• _About this task_
Locate each line below that includes "tests" and reproduce it.

(Collected data)
//! Muffin run-state machine.
//!
//! Every hook here is a plain method on `Muffin`: it mutates the run state and
//! returns the side effects the rest of the game should carry out, in order.
//! Nothing in this file touches the ECS world, so the behaviour can be driven
//! directly from tests and benchmarks.

use bevy::prelude::*;

use crate::player::effects::MuffinEffect;
use crate::session::SessionState;
use crate::settings::GameplaySettings;
use crate::world::ColliderKind;

/// `last_input_sign` before any directional input has been seen.
pub const NO_INPUT_SIGN: i32 = 0;

/// Per-muffin run state.
#[derive(Component, Debug, Clone, PartialEq)]
pub struct Muffin {
    /// Set once a hazard has been touched; cleared by the death sequence.
    pub is_mortal: bool,
    /// Latched on any frame with downward velocity, cleared by a jump.
    pub was_falling: bool,
    pub is_menu_hidden: bool,
    /// Whether movement and jump input is honoured.
    pub control_enabled: bool,
    pub score: u32,
    /// Accumulated yaw in degrees. Never reset.
    pub rotation_yaw: f32,
    pub last_input_sign: i32,
    pub is_first_input: bool,
}

impl Default for Muffin {
    fn default() -> Self {
        Self::new()
    }
}

impl Muffin {
    #[must_use]
    pub fn new() -> Self {
        Self {
            is_mortal: false,
            was_falling: false,
            is_menu_hidden: true,
            control_enabled: false,
            score: 0,
            rotation_yaw: 0.0,
            last_input_sign: NO_INPUT_SIGN,
            is_first_input: true,
        }
    }

    /// Per-frame update. `velocity_y` is the current vertical velocity and
    /// `position` the muffin's world position.
    pub fn tick(
        &mut self,
        session: &SessionState,
        velocity_y: f32,
        position: Vec3,
        gameplay: &GameplaySettings,
    ) -> Vec<MuffinEffect> {
        let mut out = vec![
            MuffinEffect::SetFlameActive(velocity_y > 0.0),
            MuffinEffect::MoveFlame(position - Vec3::Y * gameplay.flame_offset),
        ];
        if velocity_y < 0.0 {
            self.was_falling = true;
        }
        self.sync_ui(session, &mut out);
        out
    }

    /// Reconcile this muffin's menu state with the shared intent.
    ///
    /// Pushes nothing when the two already agree.
    pub fn sync_ui(&mut self, session: &SessionState, out: &mut Vec<MuffinEffect>) {
        if session.show_menu && self.is_menu_hidden {
            self.enable_and_show(false, out);
            out.push(MuffinEffect::ShowMenu(true));
            self.is_menu_hidden = false;
            out.push(MuffinEffect::ShowCursor(true));
            out.push(MuffinEffect::ShowScore(false));
        } else if !session.show_menu && !self.is_menu_hidden {
            out.push(MuffinEffect::ShowMenu(false));
            self.enable_and_show(true, out);
            self.is_menu_hidden = true;
            out.push(MuffinEffect::ShowCursor(false));
            out.push(MuffinEffect::ShowScore(true));
        }
    }

    fn enable_and_show(&mut self, enabled: bool, out: &mut Vec<MuffinEffect>) {
        self.control_enabled = enabled;
        out.push(MuffinEffect::ShowMuffin(enabled));
    }

    /// Horizontal axis input. The axis is truncated toward zero, so only
    /// full deflections count as a direction.
    #[allow(clippy::cast_possible_truncation)]
    pub fn move_left_right(&mut self, scale: f32, gameplay: &GameplaySettings) -> Vec<MuffinEffect> {
        let mut out = Vec::new();
        if !self.control_enabled {
            return out;
        }
        let sign = scale as i32;
        if sign == 0 {
            return out;
        }
        self.rotate(sign, &mut out);
        out.push(MuffinEffect::AddMovementInput {
            direction: Vec3::new(gameplay.movement_multiplier, 0.0, 0.0),
            scale,
        });
        out
    }

    /// Turn to face `sign` if it differs from the last direction.
    ///
    /// The very first turn is 360 degrees when going positive and 180 when
    /// going negative; every later change is a 180 degree flip.
    #[allow(clippy::cast_precision_loss)]
    pub fn rotate(&mut self, sign: i32, out: &mut Vec<MuffinEffect>) {
        if self.last_input_sign == sign {
            return;
        }
        self.last_input_sign = sign;
        let mut degrees = 180;
        if self.is_first_input {
            degrees = if sign > 0 { 360 } else { 180 };
            self.is_first_input = false;
        }
        self.rotation_yaw += (degrees * sign) as f32;
        out.push(MuffinEffect::SetControlRotation { yaw: self.rotation_yaw });
    }

    pub fn jump(&mut self, gameplay: &GameplaySettings) -> Vec<MuffinEffect> {
        if !self.control_enabled {
            return Vec::new();
        }
        self.was_falling = false;
        vec![
            MuffinEffect::Launch(Vec3::new(0.0, gameplay.jump_multiplier, 0.0)),
            MuffinEffect::SetFlameActive(true),
        ]
    }

    /// Overlap-begin with another collider.
    pub fn on_overlap(&mut self, other: ColliderKind) -> Vec<MuffinEffect> {
        match other {
            ColliderKind::Hazard => {
                self.is_mortal = true;
                self.score += 1;
                vec![MuffinEffect::SetScore(self.score)]
            }
            ColliderKind::Spawner | ColliderKind::Neutral | ColliderKind::Ground => Vec::new(),
        }
    }

    /// Whether the death sequence would fire for this vertical velocity.
    #[must_use]
    #[allow(clippy::float_cmp)]
    pub fn is_ready_to_explode(&self, velocity_y: f32) -> bool {
        self.is_mortal && self.was_falling && velocity_y == 0.0
    }

    /// Death check invoked by lethal ground. Does nothing unless the muffin
    /// is mortal, has fallen since its last jump and has come to rest.
    pub fn explode(
        &mut self,
        session: &mut SessionState,
        velocity_y: f32,
        position: Vec3,
    ) -> Vec<MuffinEffect> {
        if !self.is_ready_to_explode(velocity_y) {
            return Vec::new();
        }
        session.record_score(self.score);
        session.request_menu();
        self.score = 0;
        self.is_mortal = false;
        vec![
            MuffinEffect::SpawnExplosion(position),
            MuffinEffect::ResetScore,
            MuffinEffect::ResetSpawners,
        ]
    }
}

#[cfg(test)]
mod tests {
    use super::*;

    fn playing() -> (Muffin, SessionState, GameplaySettings) {
        let mut session = SessionState::default();
        session.on_start_click();
        let mut muffin = Muffin::new();
        let mut out = Vec::new();
        muffin.sync_ui(&SessionState::default(), &mut out);
        muffin.sync_ui(&session, &mut out);
        assert!(muffin.control_enabled);
        (muffin, session, GameplaySettings::default())
    }

    fn yaw_deltas(muffin: &mut Muffin, signs: &[f32], gameplay: &GameplaySettings) -> Vec<f32> {
        signs
            .iter()
            .map(|&s| {
                let before = muffin.rotation_yaw;
                muffin.move_left_right(s, gameplay);
                muffin.rotation_yaw - before
            })
            .collect()
    }

    #[test]
    fn new_muffin_defaults() {
        let m = Muffin::new();
        assert!(!m.is_mortal);
        assert!(!m.was_falling);
        assert!(m.is_first_input);
        assert!(m.is_menu_hidden);
        assert!(!m.control_enabled);
        assert_eq!(m.score, 0);
        assert_eq!(m.rotation_yaw, 0.0);
        assert_eq!(m.last_input_sign, NO_INPUT_SIGN);
    }

    #[test]
    fn first_sync_shows_menu_and_disables_control() {
        let mut m = Muffin::new();
        let mut out = Vec::new();
        m.sync_ui(&SessionState::default(), &mut out);
        assert_eq!(
            out,
            vec![
                MuffinEffect::ShowMuffin(false),
                MuffinEffect::ShowMenu(true),
                MuffinEffect::ShowCursor(true),
                MuffinEffect::ShowScore(false),
            ]
        );
        assert!(!m.is_menu_hidden);
        assert!(!m.control_enabled);
    }

    #[test]
    fn start_click_hides_menu_on_next_sync() {
        let mut m = Muffin::new();
        let mut session = SessionState::default();
        let mut out = Vec::new();
        m.sync_ui(&session, &mut out);

        session.on_start_click();
        out.clear();
        m.sync_ui(&session, &mut out);
        assert_eq!(
            out,
            vec![
                MuffinEffect::ShowMenu(false),
                MuffinEffect::ShowMuffin(true),
                MuffinEffect::ShowCursor(false),
                MuffinEffect::ShowScore(true),
            ]
        );
        assert!(m.is_menu_hidden);
        assert!(m.control_enabled);
    }

    #[test]
    fn ui_sync_is_idempotent() {
        for show_menu in [true, false] {
            let mut m = Muffin::new();
            let session = SessionState { show_menu, ..SessionState::default() };
            let mut out = Vec::new();
            m.sync_ui(&SessionState::default(), &mut out);
            m.sync_ui(&session, &mut out);

            let snapshot = m.clone();
            let mut second = Vec::new();
            m.sync_ui(&session, &mut second);
            assert!(second.is_empty());
            assert_eq!(m, snapshot);
        }
    }

    #[test]
    fn tick_orders_flame_then_ui() {
        let mut m = Muffin::new();
        let g = GameplaySettings::default();
        let out = m.tick(&SessionState::default(), 5.0, Vec3::new(1.0, 100.0, 0.0), &g);
        assert_eq!(out[0], MuffinEffect::SetFlameActive(true));
        assert_eq!(out[1], MuffinEffect::MoveFlame(Vec3::new(1.0, 80.0, 0.0)));
        assert_eq!(out[2], MuffinEffect::ShowMuffin(false));
        assert!(!m.was_falling);
    }

    #[test]
    fn tick_latches_falling_and_never_clears_it() {
        let mut m = Muffin::new();
        let g = GameplaySettings::default();
        let s = SessionState::default();
        let out = m.tick(&s, -1.0, Vec3::ZERO, &g);
        assert_eq!(out[0], MuffinEffect::SetFlameActive(false));
        assert!(m.was_falling);
        m.tick(&s, 0.0, Vec3::ZERO, &g);
        m.tick(&s, 3.0, Vec3::ZERO, &g);
        assert!(m.was_falling);
    }

    #[test]
    fn direction_flips_follow_sign_changes() {
        let (mut m, _, g) = playing();
        let deltas = yaw_deltas(&mut m, &[1.0, 1.0, -1.0, -1.0, 1.0], &g);
        assert_eq!(deltas, vec![360.0, 0.0, -180.0, 0.0, 180.0]);
        assert_eq!(m.rotation_yaw, 360.0);
    }

    #[test]
    fn first_negative_input_turns_half() {
        let (mut m, _, g) = playing();
        let deltas = yaw_deltas(&mut m, &[-1.0, 1.0, -1.0], &g);
        assert_eq!(deltas, vec![-180.0, 180.0, -180.0]);
        assert!(!m.is_first_input);
    }

    #[test]
    fn first_positive_input_turns_full() {
        let (mut m, _, g) = playing();
        let out = m.move_left_right(1.0, &g);
        assert_eq!(out[0], MuffinEffect::SetControlRotation { yaw: 360.0 });
        assert!(!m.is_first_input);
        let out = m.move_left_right(-1.0, &g);
        assert_eq!(out[0], MuffinEffect::SetControlRotation { yaw: 180.0 });
    }

    #[test]
    fn movement_input_uses_raw_scale_along_lateral_axis() {
        let (mut m, _, g) = playing();
        let out = m.move_left_right(-1.0, &g);
        assert_eq!(
            out.last(),
            Some(&MuffinEffect::AddMovementInput {
                direction: Vec3::new(g.movement_multiplier, 0.0, 0.0),
                scale: -1.0,
            })
        );
    }

    #[test]
    fn partial_axis_is_ignored() {
        let (mut m, _, g) = playing();
        assert!(m.move_left_right(0.0, &g).is_empty());
        assert!(m.move_left_right(0.6, &g).is_empty());
        assert!(m.move_left_right(-0.9, &g).is_empty());
        assert!(m.is_first_input);
    }

    #[test]
    fn control_gating_blocks_movement_and_jump() {
        let mut m = Muffin::new();
        let g = GameplaySettings::default();
        m.was_falling = true;
        assert!(m.move_left_right(1.0, &g).is_empty());
        assert!(m.jump(&g).is_empty());
        assert!(m.was_falling);
        assert!(m.is_first_input);
        assert_eq!(m.rotation_yaw, 0.0);
    }

    #[test]
    fn jump_launches_and_clears_falling() {
        let (mut m, _, g) = playing();
        m.was_falling = true;
        let out = m.jump(&g);
        assert_eq!(
            out,
            vec![
                MuffinEffect::Launch(Vec3::new(0.0, g.jump_multiplier, 0.0)),
                MuffinEffect::SetFlameActive(true),
            ]
        );
        assert!(!m.was_falling);
    }

    #[test]
    fn hazard_overlap_scores_and_marks_mortal() {
        let mut m = Muffin::new();
        assert_eq!(m.on_overlap(ColliderKind::Hazard), vec![MuffinEffect::SetScore(1)]);
        assert_eq!(m.on_overlap(ColliderKind::Hazard), vec![MuffinEffect::SetScore(2)]);
        assert!(m.is_mortal);
    }

    #[test]
    fn other_overlaps_change_nothing() {
        for kind in [ColliderKind::Spawner, ColliderKind::Neutral, ColliderKind::Ground] {
            let mut m = Muffin::new();
            assert!(m.on_overlap(kind).is_empty());
            assert!(!m.is_mortal);
            assert_eq!(m.score, 0);
        }
    }

    #[test]
    fn explode_requires_all_three_conditions() {
        let cases = [
            (false, true, 0.0),
            (true, false, 0.0),
            (true, true, -0.5),
            (true, true, 0.001),
        ];
        for (mortal, falling, vy) in cases {
            let (mut m, mut session, _) = playing();
            m.is_mortal = mortal;
            m.was_falling = falling;
            m.score = 3;
            let before = m.clone();
            assert!(m.explode(&mut session, vy, Vec3::ZERO).is_empty());
            assert_eq!(m, before);
            assert!(!session.show_menu);
        }
    }

    #[test]
    fn explode_resets_run() {
        let (mut m, mut session, _) = playing();
        m.on_overlap(ColliderKind::Hazard);
        m.on_overlap(ColliderKind::Hazard);
        m.was_falling = true;
        let pos = Vec3::new(3.0, 0.0, 0.0);

        let out = m.explode(&mut session, 0.0, pos);
        assert_eq!(
            out,
            vec![
                MuffinEffect::SpawnExplosion(pos),
                MuffinEffect::ResetScore,
                MuffinEffect::ResetSpawners,
            ]
        );
        assert!(session.show_menu);
        assert_eq!(session.best_score, 2);
        assert_eq!(m.score, 0);
        assert!(!m.is_mortal);
        assert!(m.was_falling);

        // menu comes back on the following sync
        let mut ui = Vec::new();
        m.sync_ui(&session, &mut ui);
        assert!(ui.contains(&MuffinEffect::ShowMenu(true)));
        assert!(!m.control_enabled);
    }

    #[test]
    fn rotation_survives_death() {
        let (mut m, mut session, g) = playing();
        m.move_left_right(-1.0, &g);
        m.on_overlap(ColliderKind::Hazard);
        m.was_falling = true;
        m.explode(&mut session, 0.0, Vec3::ZERO);
        assert_eq!(m.rotation_yaw, -180.0);
        assert!(!m.is_first_input);
    }
}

• _Your solution_
//! directly from tests and benchmarks.
mod tests {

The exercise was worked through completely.